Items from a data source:
use std::collections::HashSet;

use serde::ser::{SerializeMap, Serializer};
use serde::Serialize;

use crate::attribute::AttributeSpec;
use crate::error::ConfigError;
use crate::guard;
use crate::lookup::Substitutor;
use crate::record::LogRecord;

/// Timestamp layout of the `timestamp` key: ISO-8601, UTC, milliseconds.
pub const TIMESTAMP_FORMAT: &str = "%Y-%m-%dT%H:%M:%S%.3f";

const RESERVED_KEYS: [&str; 3] = ["timestamp", "level", "message"];

/// Result of [`EventEncoder::encode`].
#[derive(Debug, Clone, PartialEq, Eq)]
pub enum Encoded {
    Document(String),
    Skipped(SkipReason),
}

#[derive(Debug, Clone, Copy, PartialEq, Eq)]
pub enum SkipReason {
    /// No record was supplied.
    Absent,
    /// The record was logged by this crate.
    Recursive,
    /// The JSON serializer rejected the document.
    Unencodable,
}

/// Renders records into the JSON documents accepted by the ingest endpoint.
///
/// The attribute list is fixed at construction, so `encode` takes `&self`
/// and can run on any number of threads at once.
#[derive(Debug, Clone)]
pub struct EventEncoder {
    attributes: Vec<AttributeSpec>,
    substitutor: Substitutor,
}

impl EventEncoder {
    /// Build an encoder, rejecting duplicate, empty or reserved attribute
    /// names.
    pub fn new(attributes: Vec<AttributeSpec>, substitutor: Substitutor) -> Result<Self, ConfigError> {
        let mut seen = HashSet::with_capacity(attributes.len());
        for attribute in &attributes {
            if attribute.name.is_empty() {
                return Err(ConfigError::EmptyAttributeName);
            }
            if RESERVED_KEYS.contains(&attribute.name.as_str()) {
                return Err(ConfigError::ReservedAttribute(attribute.name.clone()));
            }
            if !seen.insert(attribute.name.as_str()) {
                return Err(ConfigError::DuplicateAttribute(attribute.name.clone()));
            }
        }

        Ok(EventEncoder {
            attributes,
            substitutor,
        })
    }

    pub fn attributes(&self) -> &[AttributeSpec] {
        &self.attributes
    }

    pub fn encode(&self, record: Option<&LogRecord>) -> Encoded {
        let Some(record) = record else {
            return Encoded::Skipped(SkipReason::Absent);
        };

        if guard::is_own_source(&record.source) {
            if !guard::is_emitting() {
                let _scope = guard::EmitScope::enter();
                tracing::warn!(source = %record.source, "recursive logging into the ingest pipeline, record skipped");
            }
            return Encoded::Skipped(SkipReason::Recursive);
        }

        let message = record.message.to_text();
        let attributes = self
            .attributes
            .iter()
            .map(|attribute| (attribute.name.as_str(), attribute.resolve(record, &self.substitutor)))
            .collect();

        let document = EventDocument {
            timestamp: record.timestamp.format(TIMESTAMP_FORMAT).to_string(),
            level: record.level.as_str(),
            attributes,
            message: &message,
        };

        match serde_json::to_string(&document) {
            Ok(json) => Encoded::Document(json),
            Err(e) => {
                let _scope = guard::EmitScope::enter();
                tracing::error!(error = %e, "cannot encode log record");
                Encoded::Skipped(SkipReason::Unencodable)
            }
        }
    }
}

struct EventDocument<'a> {
    timestamp: String,
    level: &'static str,
    attributes: Vec<(&'a str, String)>,
    message: &'a str,
}

impl Serialize for EventDocument<'_> {
    fn serialize<S>(&self, serializer: S) -> Result<S::Ok, S::Error>
    where
        S: Serializer,
    {
        let mut map = serializer.serialize_map(Some(3 + self.attributes.len()))?;
        map.serialize_entry("timestamp", &self.timestamp)?;
        map.serialize_entry("level", self.level)?;
        for (name, value) in &self.attributes {
            map.serialize_entry(name, value)?;
        }
        map.serialize_entry("message", self.message)?;
        map.end()
    }
}
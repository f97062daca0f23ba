use std::collections::HashMap;
use std::fs;
use std::path::{Path, PathBuf};

use crate::lookup::Lookup;
use crate::record::LogRecord;

/// Well-known file written by the host monitoring agent. Its first line is
/// the path of the actual metadata properties file.
pub const MAGIC_FILE_PATH: &str = "dt_metadata_e617c525669e072eebe3d0f08212e8f2.properties";

/// Host metadata exported by the monitoring agent, read once at construction.
///
/// Registered under the `dt` prefix by [`init`](crate::init). Unknown keys
/// resolve to an empty string.
#[derive(Debug, Clone, Default)]
pub struct MetadataFileLookup {
    metadata: HashMap<String, String>,
}

impl MetadataFileLookup {
    /// Read the metadata referenced by the default magic file.
    pub fn from_magic_file() -> Self {
        Self::from_magic_path(MAGIC_FILE_PATH)
    }

    pub fn from_magic_path(magic_file: impl AsRef<Path>) -> Self {
        let magic_file = magic_file.as_ref();
        let target = match fs::read_to_string(magic_file) {
            Ok(contents) => contents.lines().next().map(|line| PathBuf::from(line.trim())),
            Err(e) => {
                tracing::error!(path = %magic_file.display(), error = %e, "cannot read metadata magic file");
                None
            }
        };

        let metadata = target.map(|path| read_metadata_file(&path)).unwrap_or_default();
        tracing::debug!(keys = metadata.len(), "metadata lookup initialized");
        MetadataFileLookup { metadata }
    }

    pub fn get(&self, key: &str) -> &str {
        self.metadata.get(key).map(String::as_str).unwrap_or("")
    }
}

fn read_metadata_file(path: &Path) -> HashMap<String, String> {
    match fs::read_to_string(path) {
        Ok(contents) => parse_properties(&contents),
        Err(e) => {
            tracing::error!(path = %path.display(), error = %e, "cannot read metadata file");
            HashMap::new()
        }
    }
}

fn parse_properties(contents: &str) -> HashMap<String, String> {
    contents
        .lines()
        .filter(|line| !line.trim().is_empty())
        .filter(|line| !line.starts_with('='))
        .filter_map(|line| line.split_once('='))
        .map(|(key, value)| (key.to_string(), value.to_string()))
        .collect()
}

impl Lookup for MetadataFileLookup {
    fn lookup(&self, _record: &LogRecord, key: &str) -> Option<String> {
        Some(self.get(key).to_string())
    }
}

#[cfg(test)]
mod tests {
    use super::*;
    use std::io::Write;

    #[test]
    fn reads_metadata_through_magic_file() {
        let dir = tempfile::tempdir().unwrap();
        let metadata_path = dir.path().join("metadata.properties");
        let mut metadata = fs::File::create(&metadata_path).unwrap();
        writeln!(metadata, "pgi=1234\nhostid=host1\n\n=orphan\nnoequals\npg=").unwrap();

        let magic_path = dir.path().join("magic.properties");
        fs::write(&magic_path, metadata_path.display().to_string()).unwrap();

        let lookup = MetadataFileLookup::from_magic_path(&magic_path);
        assert_eq!(lookup.get("pgi"), "1234");
        assert_eq!(lookup.get("hostid"), "host1");
        assert_eq!(lookup.get("pg"), "");
        assert_eq!(lookup.get("noequals"), "");
        assert_eq!(lookup.metadata.len(), 3);
    }

    #[test]
    fn missing_magic_file_yields_empty_values() {
        let lookup = MetadataFileLookup::from_magic_path("/nonexistent/magic.properties");
        assert_eq!(lookup.get("pgi"), "");
    }
}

Your assignment » Please reproduce the records above in their entirety, exactly as given.

Written answer »
use std::collections::HashSet;

use serde::ser::{SerializeMap, Serializer};
use serde::Serialize;

use crate::attribute::AttributeSpec;
use crate::error::ConfigError;
use crate::guard;
use crate::lookup::Substitutor;
use crate::record::LogRecord;

/// Timestamp layout of the `timestamp` key: ISO-8601, UTC, milliseconds.
pub const TIMESTAMP_FORMAT: &str = "%Y-%m-%dT%H:%M:%S%.3f";

const RESERVED_KEYS: [&str; 3] = ["timestamp", "level", "message"];

/// Result of [`EventEncoder::encode`].
#[derive(Debug, Clone, PartialEq, Eq)]
pub enum Encoded {
    Document(String),
    Skipped(SkipReason),
}

#[derive(Debug, Clone, Copy, PartialEq, Eq)]
pub enum SkipReason {
    /// No record was supplied.
    Absent,
    /// The record was logged by this crate.
    Recursive,
    /// The JSON serializer rejected the document.
    Unencodable,
}

/// Renders records into the JSON documents accepted by the ingest endpoint.
///
/// The attribute list is fixed at construction, so `encode` takes `&self`
/// and can run on any number of threads at once.
#[derive(Debug, Clone)]
pub struct EventEncoder {
    attributes: Vec<AttributeSpec>,
    substitutor: Substitutor,
}

impl EventEncoder {
    /// Build an encoder, rejecting duplicate, empty or reserved attribute
    /// names.
    pub fn new(attributes: Vec<AttributeSpec>, substitutor: Substitutor) -> Result<Self, ConfigError> {
        let mut seen = HashSet::with_capacity(attributes.len());
        for attribute in &attributes {
            if attribute.name.is_empty() {
                return Err(ConfigError::EmptyAttributeName);
            }
            if RESERVED_KEYS.contains(&attribute.name.as_str()) {
                return Err(ConfigError::ReservedAttribute(attribute.name.clone()));
            }
            if !seen.insert(attribute.name.as_str()) {
                return Err(ConfigError::DuplicateAttribute(attribute.name.clone()));
            }
        }

        Ok(EventEncoder {
            attributes,
            substitutor,
        })
    }

    pub fn attributes(&self) -> &[AttributeSpec] {
        &self.attributes
    }

    pub fn encode(&self, record: Option<&LogRecord>) -> Encoded {
        let Some(record) = record else {
            return Encoded::Skipped(SkipReason::Absent);
        };

        if guard::is_own_source(&record.source) {
            if !guard::is_emitting() {
                let _scope = guard::EmitScope::enter();
                tracing::warn!(source = %record.source, "recursive logging into the ingest pipeline, record skipped");
            }
            return Encoded::Skipped(SkipReason::Recursive);
        }

        let message = record.message.to_text();
        let attributes = self
            .attributes
            .iter()
            .map(|attribute| (attribute.name.as_str(), attribute.resolve(record, &self.substitutor)))
            .collect();

        let document = EventDocument {
            timestamp: record.timestamp.format(TIMESTAMP_FORMAT).to_string(),
            level: record.level.as_str(),
            attributes,
            message: &message,
        };

        match serde_json::to_string(&document) {
            Ok(json) => Encoded::Document(json),
            Err(e) => {
                let _scope = guard::EmitScope::enter();
                tracing::error!(error = %e, "cannot encode log record");
                Encoded::Skipped(SkipReason::Unencodable)
            }
        }
    }
}

struct EventDocument<'a> {
    timestamp: String,
    level: &'static str,
    attributes: Vec<(&'a str, String)>,
    message: &'a str,
}

impl Serialize for EventDocument<'_> {
    fn serialize<S>(&self, serializer: S) -> Result<S::Ok, S::Error>
    where
        S: Serializer,
    {
        let mut map = serializer.serialize_map(Some(3 + self.attributes.len()))?;
        map.serialize_entry("timestamp", &self.timestamp)?;
        map.serialize_entry("level", self.level)?;
        for (name, value) in &self.attributes {
            map.serialize_entry(name, value)?;
        }
        map.serialize_entry("message", self.message)?;
        map.end()
    }
}
repository f97062daca0f23ba
use std::collections::HashMap;
use std::fs;
use std::path::{Path, PathBuf};

use crate::lookup::Lookup;
use crate::record::LogRecord;

/// Well-known file written by the host monitoring agent. Its first line is
/// the path of the actual metadata properties file.
pub const MAGIC_FILE_PATH: &str = "dt_metadata_e617c525669e072eebe3d0f08212e8f2.properties";

/// Host metadata exported by the monitoring agent, read once at construction.
///
/// Registered under the `dt` prefix by [`init`](crate::init). Unknown keys
/// resolve to an empty string.
#[derive(Debug, Clone, Default)]
pub struct MetadataFileLookup {
    metadata: HashMap<String, String>,
}

impl MetadataFileLookup {
    /// Read the metadata referenced by the default magic file.
    pub fn from_magic_file() -> Self {
        Self::from_magic_path(MAGIC_FILE_PATH)
    }

    pub fn from_magic_path(magic_file: impl AsRef<Path>) -> Self {
        let magic_file = magic_file.as_ref();
        let target = match fs::read_to_string(magic_file) {
            Ok(contents) => contents.lines().next().map(|line| PathBuf::from(line.trim())),
            Err(e) => {
                tracing::error!(path = %magic_file.display(), error = %e, "cannot read metadata magic file");
                None
            }
        };

        let metadata = target.map(|path| read_metadata_file(&path)).unwrap_or_default();
        tracing::debug!(keys = metadata.len(), "metadata lookup initialized");
        MetadataFileLookup { metadata }
    }

    pub fn get(&self, key: &str) -> &str {
        self.metadata.get(key).map(String::as_str).unwrap_or("")
    }
}

fn read_metadata_file(path: &Path) -> HashMap<String, String> {
    match fs::read_to_string(path) {
        Ok(contents) => parse_properties(&contents),
        Err(e) => {
            tracing::error!(path = %path.display(), error = %e, "cannot read metadata file");
            HashMap::new()
        }
    }
}

fn parse_properties(contents: &str) -> HashMap<String, String> {
    contents
        .lines()
        .filter(|line| !line.trim().is_empty())
        .filter(|line| !line.starts_with('='))
        .filter_map(|line| line.split_once('='))
        .map(|(key, value)| (key.to_string(), value.to_string()))
        .collect()
}

impl Lookup for MetadataFileLookup {
    fn lookup(&self, _record: &LogRecord, key: &str) -> Option<String> {
        Some(self.get(key).to_string())
    }
}

#[cfg(test)]
mod tests {
    use super::*;
    use std::io::Write;

    #[test]
    fn reads_metadata_through_magic_file() {
        let dir = tempfile::tempdir().unwrap();
        let metadata_path = dir.path().join("metadata.properties");
        let mut metadata = fs::File::create(&metadata_path).unwrap();
        writeln!(metadata, "pgi=1234\nhostid=host1\n\n=orphan\nnoequals\npg=").unwrap();

        let magic_path = dir.path().join("magic.properties");
        fs::write(&magic_path, metadata_path.display().to_string()).unwrap();

        let lookup = MetadataFileLookup::from_magic_path(&magic_path);
        assert_eq!(lookup.get("pgi"), "1234");
        assert_eq!(lookup.get("hostid"), "host1");
        assert_eq!(lookup.get("pg"), "");
        assert_eq!(lookup.get("noequals"), "");
        assert_eq!(lookup.metadata.len(), 3);
    }

    #[test]
    fn missing_magic_file_yields_empty_values() {
        let lookup = MetadataFileLookup::from_magic_path("/nonexistent/magic.properties");
        assert_eq!(lookup.get("pgi"), "");
    }
}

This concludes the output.